The moral of this story is: One can’t make everyone happy, so it’s best to stick to one’s own principles, which also has the side effect that you’ll be valued by researchers who share your principles. 

A project always takes longer than one initially thinks
Writing a research proposal of any kind involves writing a timeline. In my experience, the actual project will always take much longer than anticipated, often due to circumstances beyond your control (e.g., recruitment takes longer than expected, collaborators take a long time to read drafts). For planning purposes, it’s good to add a couple of months to account for this. And if you notice that you can’t keep up with your timeline: that’s perfectly normal.

Have a backup plan
For a long time, I saw the prospect of leaving academia as the ultimate personal failure. This changed when I made the decision that my priority is to work within commutable distance of my husband, which, in the case of an academic couple, may very well involve one or both leaving academia at some stage. It helped to get a more concrete idea of what leaving academia would actually mean. It is ideal if there is a “real world” profession where one’s research experience would be an advantage. In my case, I decided to learn more about statistics and data science. In addition to opening job prospects that sound very interesting and involve a higher salary than the one I would get in academia, it gave me an opportunity to learn things that helped take my research to a different level.

Choosing a mentor
From observing colleagues, I have concluded that the PhD supervisor controls at least 90% of a student’s PhD experience. For prospective PhD students, my advice would be to be very careful in choosing a supervisor. One of the biggest warning signs (from observing colleagues’ experiences) is a supervisor who reacts negatively when a (female) PhD student or post-doc decides to start a family. If you get the possibility to talk to your future colleagues before starting a PhD, ask them about their family life, and how easy they find it to combine family with their PhD or post-doc work. If you’re stuck in a toxic lab, my advice would be: Get out as soon as you can. Graduate as soon as possible and get a post-doc in a better lab; start a new PhD in a better lab, even if it means losing a few years; leave academia altogether. I’ve seen friends and colleagues getting long-lasting physical and psychological health problems because of a toxic research environment: nothing is worth going through this.

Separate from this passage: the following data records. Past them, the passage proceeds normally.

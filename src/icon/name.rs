//! @acp:module "Component Naming"
//! @acp:summary "PascalCase component names, labels and reserved-name checks"
//! @acp:domain core
//! @acp:layer model

use std::fmt;

use super::IconIdentifier;
use crate::error::{IconError, Result};

/// File stems that folder mode generates itself and never treats as icons
pub const RESERVED_FILE_STEMS: &[&str] = &["index", "types"];

/// @acp:summary "Validated PascalCase component identifier"
#[derive(Debug, Clone, PartialEq, Eq, Hash, PartialOrd, Ord)]
pub struct ComponentName(String);

impl ComponentName {
    /// Derive a name from the identifier's icon key.
    ///
    /// The key is split on non-alphanumerics and each segment is capitalized:
    /// `arrow-right-2` becomes `ArrowRight2`. Names that would start with a
    /// digit get an `Icon` prefix.
    pub fn derive(identifier: &IconIdentifier) -> Result<Self> {
        let mut name: String = identifier
            .name()
            .split(|c: char| !c.is_ascii_alphanumeric())
            .filter(|segment| !segment.is_empty())
            .map(capitalize)
            .collect();

        if name.is_empty() {
            return Err(IconError::InvalidIdentifier {
                input: identifier.to_string(),
                reason: "icon name has no alphanumeric characters".to_string(),
            });
        }

        if name.starts_with(|c: char| c.is_ascii_digit()) {
            name.insert_str(0, "Icon");
        }

        Ok(Self(name))
    }

    /// Validate an explicitly supplied name
    pub fn parse(name: &str) -> Result<Self> {
        let invalid = |reason: &str| IconError::InvalidName {
            name: name.to_string(),
            reason: reason.to_string(),
        };

        let mut chars = name.chars();
        match chars.next() {
            None => return Err(invalid("name is empty")),
            Some(c) if !c.is_ascii_uppercase() => {
                return Err(invalid("components must start with an uppercase letter"))
            }
            Some(_) => {}
        }

        if !chars.all(|c| c.is_ascii_alphanumeric() || c == '_' || c == '$') {
            return Err(invalid("only letters, digits, `_` and `$` are allowed"));
        }

        Ok(Self(name.to_string()))
    }

    pub fn as_str(&self) -> &str {
        &self.0
    }

    /// Human-readable label with spaces at camel boundaries (`ArrowRight2` -> `Arrow Right 2`)
    pub fn label(&self) -> String {
        let chars: Vec<char> = self.0.chars().collect();
        let mut label = String::with_capacity(self.0.len() + 4);

        for (i, &c) in chars.iter().enumerate() {
            if i > 0 {
                let prev = chars[i - 1];
                let next = chars.get(i + 1).copied();
                let boundary = (c.is_ascii_uppercase()
                    && (prev.is_ascii_lowercase() || prev.is_ascii_digit()))
                    || (c.is_ascii_uppercase()
                        && prev.is_ascii_uppercase()
                        && next.is_some_and(|n| n.is_ascii_lowercase()))
                    || (c.is_ascii_digit() && prev.is_ascii_alphabetic());
                if boundary {
                    label.push(' ');
                }
            }
            if c != '_' && c != '$' {
                label.push(c);
            }
        }

        label
    }

    /// Whether the name would clash with a generated file in folder mode
    pub fn is_reserved_file_stem(&self) -> bool {
        RESERVED_FILE_STEMS
            .iter()
            .any(|stem| self.0.eq_ignore_ascii_case(stem))
    }
}

impl fmt::Display for ComponentName {
    fn fmt(&self, f: &mut fmt::Formatter<'_>) -> fmt::Result {
        f.write_str(&self.0)
    }
}

impl AsRef<str> for ComponentName {
    fn as_ref(&self) -> &str {
        &self.0
    }
}

fn capitalize(segment: &str) -> String {
    let mut chars = segment.chars();
    match chars.next() {
        Some(first) => first.to_ascii_uppercase().to_string() + chars.as_str(),
        None => String::new(),
    }
}

#[cfg(test)]
mod tests {
    use super::*;

    fn derive(id: &str) -> String {
        ComponentName::derive(&id.parse().unwrap()).unwrap().to_string()
    }

    #[test]
    fn test_derive_pascal_case() {
        assert_eq!(derive("lucide:check"), "Check");
        assert_eq!(derive("lucide:arrow-right"), "ArrowRight");
        assert_eq!(derive("mdi:account_circle-outline"), "AccountCircleOutline");
        assert_eq!(derive("tabler:arrow-right-2"), "ArrowRight2");
    }

    #[test]
    fn test_derive_leading_digit() {
        assert_eq!(derive("mdi:123"), "Icon123");
        assert_eq!(derive("mdi:3d-rotation"), "Icon3dRotation");
    }

    #[test]
    fn test_derive_rejects_symbol_only_names() {
        let id = "mdi:---".parse().unwrap();
        assert!(ComponentName::derive(&id).is_err());
    }

    #[test]
    fn test_parse_custom_name() {
        assert!(ComponentName::parse("MyCheck").is_ok());
        assert!(ComponentName::parse("myCheck").is_err());
        assert!(ComponentName::parse("My-Check").is_err());
        assert!(ComponentName::parse("").is_err());
    }

    #[test]
    fn test_label() {
        let label = |s: &str| ComponentName::parse(s).unwrap().label();
        assert_eq!(label("Check"), "Check");
        assert_eq!(label("ArrowRight"), "Arrow Right");
        assert_eq!(label("ArrowRight2"), "Arrow Right 2");
        assert_eq!(label("HTMLLogo"), "HTML Logo");
    }

    #[test]
    fn test_reserved_file_stems() {
        assert!(ComponentName::parse("Index").unwrap().is_reserved_file_stem());
        assert!(ComponentName::parse("Types").unwrap().is_reserved_file_stem());
        assert!(!ComponentName::parse("Home").unwrap().is_reserved_file_stem());
    }
}
//! @acp:module "SVG Transform Pipeline"
//! @acp:summary "Normalizes and annotates raw registry SVG before it becomes a component"
//! @acp:domain svg
//! @acp:layer service
//!
//! # Pipeline
//!
//! 1. **Optimize**: structural cleanup ([`optimize`])
//! 2. **Accessibility**: apply the project's [`A11yStrategy`] using the resolved component name
//! 3. **Provenance**: set or strip [`SOURCE_ATTRIBUTE`]
//! 4. **Title**: inject `<title>` as the first child when requested
//!
//! Each step is idempotent, so `transform(transform(svg)) == transform(svg)`.

pub mod a11y;
pub mod optimize;
pub mod tree;

pub use a11y::A11yStrategy;
pub use optimize::OptimizeOptions;
pub use tree::{Element, Node};

use std::sync::LazyLock;

use regex::Regex;

use crate::error::{IconError, Result};
use crate::icon::ComponentName;

/// Root attribute carrying the registry identifier an icon was fetched from
pub const SOURCE_ATTRIBUTE: &str = "data-icon-source";

static ROOT_TAG: LazyLock<Regex> = LazyLock::new(|| Regex::new(r"<svg\b[^>]*>").unwrap());

/// @acp:summary "Raw SVG markup with a single `<svg>` root"
#[derive(Debug, Clone, PartialEq, Eq)]
pub struct SvgDocument(String);

impl SvgDocument {
    pub fn new(markup: impl Into<String>) -> Self {
        Self(markup.into())
    }

    pub fn as_str(&self) -> &str {
        &self.0
    }

    /// Parse the markup, requiring exactly one top-level `<svg>` element
    pub fn root(&self) -> Result<Element> {
        if !ROOT_TAG.is_match(&self.0) {
            return Err(IconError::MalformedSvg("no <svg> root element".to_string()));
        }

        let mut elements = Vec::new();
        for node in tree::parse(&self.0)? {
            match node {
                Node::Element(element) => elements.push(element),
                Node::Text(text) if text.trim().is_empty() => {}
                Node::Text(_) => {
                    return Err(IconError::MalformedSvg(
                        "text outside the root element".to_string(),
                    ))
                }
            }
        }

        if elements.len() > 1 {
            return Err(IconError::MalformedSvg(format!(
                "expected one root element, found {}",
                elements.len()
            )));
        }

        let root = elements
            .pop()
            .ok_or_else(|| IconError::MalformedSvg("document is empty".to_string()))?;
        if root.name != "svg" {
            return Err(IconError::MalformedSvg(format!(
                "root element is <{}>, expected <svg>",
                root.name
            )));
        }

        Ok(root)
    }
}

impl std::fmt::Display for SvgDocument {
    fn fmt(&self, f: &mut std::fmt::Formatter<'_>) -> std::fmt::Result {
        f.write_str(&self.0)
    }
}

/// @acp:summary "Per-project transform settings"
#[derive(Debug, Clone, Default)]
pub struct TransformOptions {
    pub optimize: OptimizeOptions,
    pub a11y: A11yStrategy,
    /// Registry identifier to embed, `None` when source tracking is off
    pub source: Option<String>,
    /// Title text to inject
    pub title: Option<String>,
}

/// Run the full pipeline over `svg` for the component `name`
pub fn transform(
    svg: &SvgDocument,
    name: &ComponentName,
    options: &TransformOptions,
) -> Result<SvgDocument> {
    let mut root = svg.root()?;

    optimize::optimize(&mut root, &options.optimize);
    a11y::apply(&mut root, options.a11y, &name.label());

    match &options.source {
        Some(source) => root.set_attribute(SOURCE_ATTRIBUTE, source.as_str()),
        None => {
            root.remove_attribute(SOURCE_ATTRIBUTE);
        }
    }

    if let Some(title) = &options.title {
        inject_title(&mut root, title);
    }

    if options.optimize.sort_attributes {
        optimize::sort_attributes(&mut root);
    }

    Ok(SvgDocument(tree::to_xml(&root)))
}

fn inject_title(root: &mut Element, title: &str) {
    let first_element = root
        .children
        .iter_mut()
        .find_map(|child| match child {
            Node::Element(element) => Some(element),
            Node::Text(_) => None,
        });

    match first_element {
        Some(element) if element.name == "title" => {
            element.children = vec![Node::Text(title.to_string())];
        }
        _ => {
            let mut element = Element::new("title");
            element.children.push(Node::Text(title.to_string()));
            root.children.insert(0, Node::Element(element));
        }
    }
}

#[cfg(test)]
mod tests {
    use super::*;

    const LUCIDE_CHECK: &str = r#"<svg xmlns="http://www.w3.org/2000/svg" width="1em" height="1em" viewBox="0 0 24 24"><path fill="none" stroke="currentColor" stroke-linecap="round" stroke-linejoin="round" stroke-width="2" d="M20 6L9 17l-5-5"/></svg>"#;

    fn name(s: &str) -> ComponentName {
        ComponentName::parse(s).unwrap()
    }

    #[test]
    fn test_transform_hidden_with_source() {
        let options = TransformOptions {
            source: Some("lucide:check".to_string()),
            ..Default::default()
        };
        let out = transform(&SvgDocument::new(LUCIDE_CHECK), &name("Check"), &options).unwrap();
        assert!(out.as_str().starts_with(
            r#"<svg xmlns="http://www.w3.org/2000/svg" width="1em" height="1em" aria-hidden="true" data-icon-source="lucide:check" viewBox="0 0 24 24">"#
        ));
    }

    const NESTED: &str = r#"<?xml version="1.0"?>
<svg xmlns="http://www.w3.org/2000/svg" version="1.1" viewBox="0 0 24 24" role="img" aria-label="Old">
  <title>Old title</title>
  <g fill="none" stroke="currentColor">
    <g><path d="M1 1h2"/><path d="M5 5h2"/></g>
    <g opacity=".5"><path stroke-width="2" d="M3 3v4"/></g>
    <g><metadata>editor</metadata></g>
  </g>
  <circle r="2" cx="12" cy="12"/>
</svg>"#;

    const PATHS: &str = r#"<svg viewBox="0 0 16 16" data-icon-source="old:icon" aria-hidden="false"><path d="M0 0h4"/><path d="M4 4h4"/><desc>a &amp; b</desc><path fill="none" d="M8 8h4"/><path fill="none" d="M12 12h4"/></svg>"#;

    #[test]
    fn test_transform_is_idempotent() {
        for fixture in [LUCIDE_CHECK, NESTED, PATHS] {
            for sort_attributes in [true, false] {
                for a11y in A11yStrategy::all() {
                    for source in [None, Some("lucide:check".to_string())] {
                        let options = TransformOptions {
                            optimize: OptimizeOptions {
                                sort_attributes,
                                ..Default::default()
                            },
                            a11y: *a11y,
                            source,
                            title: Some("Check".to_string()),
                        };
                        let once = transform(&SvgDocument::new(fixture), &name("Check"), &options).unwrap();
                        let twice = transform(&once, &name("Check"), &options).unwrap();
                        assert_eq!(
                            once, twice,
                            "strategy {a11y}, sorted {sort_attributes}, fixture {fixture}"
                        );
                    }
                }
            }
        }
    }

    #[test]
    fn test_transform_strips_source_when_untracked() {
        let tracked = TransformOptions {
            source: Some("lucide:check".to_string()),
            ..Default::default()
        };
        let once = transform(&SvgDocument::new(LUCIDE_CHECK), &name("Check"), &tracked).unwrap();
        let untracked = transform(&once, &name("Check"), &TransformOptions::default()).unwrap();
        assert!(!untracked.as_str().contains(SOURCE_ATTRIBUTE));
    }

    #[test]
    fn test_title_is_first_child() {
        let options = TransformOptions {
            title: Some("Arrow Right".to_string()),
            ..Default::default()
        };
        let out = transform(&SvgDocument::new(LUCIDE_CHECK), &name("ArrowRight"), &options).unwrap();
        assert!(out.as_str().contains(r#"viewBox="0 0 24 24"><title>Arrow Right</title><path"#));
    }

    #[test]
    fn test_img_label_uses_component_name() {
        let options = TransformOptions {
            a11y: A11yStrategy::Img,
            ..Default::default()
        };
        let out = transform(&SvgDocument::new(LUCIDE_CHECK), &name("ArrowRight"), &options).unwrap();
        assert!(out.as_str().contains(r#"aria-label="Arrow Right""#));
        assert!(out.as_str().contains(r#"role="img""#));
    }

    #[test]
    fn test_malformed_svg() {
        for markup in [
            "",
            "not svg at all",
            "<div></div>",
            "<svg></svg><svg></svg>",
            "<svg><path></svg>",
            "<g><svg></svg></g>",
        ] {
            let err = transform(&SvgDocument::new(markup), &name("Bad"), &TransformOptions::default())
                .unwrap_err();
            assert!(matches!(err, IconError::MalformedSvg(_)), "{markup:?}");
        }
    }
}
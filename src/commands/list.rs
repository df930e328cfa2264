//! @acp:module "List Command"
//! @acp:summary "Show generated icons and where they came from"
//! @acp:domain cli
//! @acp:layer handler

use anyhow::{Context, Result};
use console::style;

use super::Project;
use crate::config::OutputShape;
use crate::listing::{inspect_barrel, inspect_folder, ListingEntry, Provenance};
use crate::storage::Storage;

/// Options for the list command
#[derive(Debug, Clone, Default)]
pub struct ListOptions {
    /// Output as JSON
    pub json: bool,
}

/// Execute the list command
pub fn execute_list(options: ListOptions, project: &Project) -> Result<()> {
    let tracking = project.config.track_source;

    let entries = match project.output_shape() {
        OutputShape::Barrel(path) => {
            let text = project.read_barrel(&path)?;
            inspect_barrel(&text, tracking)
                .with_context(|| format!("Failed to read icons from {}", path.display()))?
        }
        OutputShape::Folder(dir) => {
            let mut files = Vec::new();
            for (name, path) in project.folder_components(&dir)? {
                files.push((name, project.storage.read(&path)?));
            }
            inspect_folder(&files, tracking)
        }
    };

    if options.json {
        println!("{}", serde_json::to_string_pretty(&entries)?);
        return Ok(());
    }

    print_entries(&entries, project.config.output.display().to_string());
    Ok(())
}

fn print_entries(entries: &[ListingEntry], output: String) {
    if entries.is_empty() {
        println!("{} No icons in {}", style("→").cyan(), output);
        return;
    }

    let width = entries.iter().map(|e| e.name.len()).max().unwrap_or(0);
    for entry in entries {
        match &entry.provenance {
            Provenance::Untracked => println!("  {}", style(&entry.name).cyan()),
            Provenance::Known(source) => println!(
                "  {:width$}  {}",
                style(&entry.name).cyan(),
                style(source).dim()
            ),
            Provenance::Unknown => println!(
                "  {:width$}  {}",
                style(&entry.name).cyan(),
                style("unknown source").yellow()
            ),
        }
    }

    println!(
        "\n{} {} icon{} in {}",
        style("✓").green(),
        entries.len(),
        if entries.len() == 1 { "" } else { "s" },
        output
    );
}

Having a backup plan, as per the point above, could be particularly helpful in getting away from a toxic research environment. Probably one would be much less willing to put up with an abusive supervisor if one is confident that there are alternatives out there.

Choosing collaborators
Collaborators are very helpful when it comes to providing feedback about aspects that you may not have thought about. One should bear in mind, though, that they have projects of their own: chances are, they will not be as enthusiastic about your project as you are, and may not have time to contribute as much as you expect. This is good to take into account when planning a project: assuming that you will need to do most of the work yourself will reduce misunderstandings and stress due to the perception of collaborators not working hard enough on this project.

Be aware of the Imposter Syndrome
During my PhD, there were several compulsory administrative events that, at the time, I thought were a waste of time. Among other things, we were told about the imposter syndrome at one such event (also, we were given the advice to travel as much as possible, by a recently graduated PhD student). It was relatively recently that I discovered that many other early-career researchers have never heard of the imposter syndrome before, and often feel inadequate, guilty, and tired from their research. Putting a label on this syndrome may help researchers to become more aware that most people often feel like an impostor in academia, and take this feeling less seriously.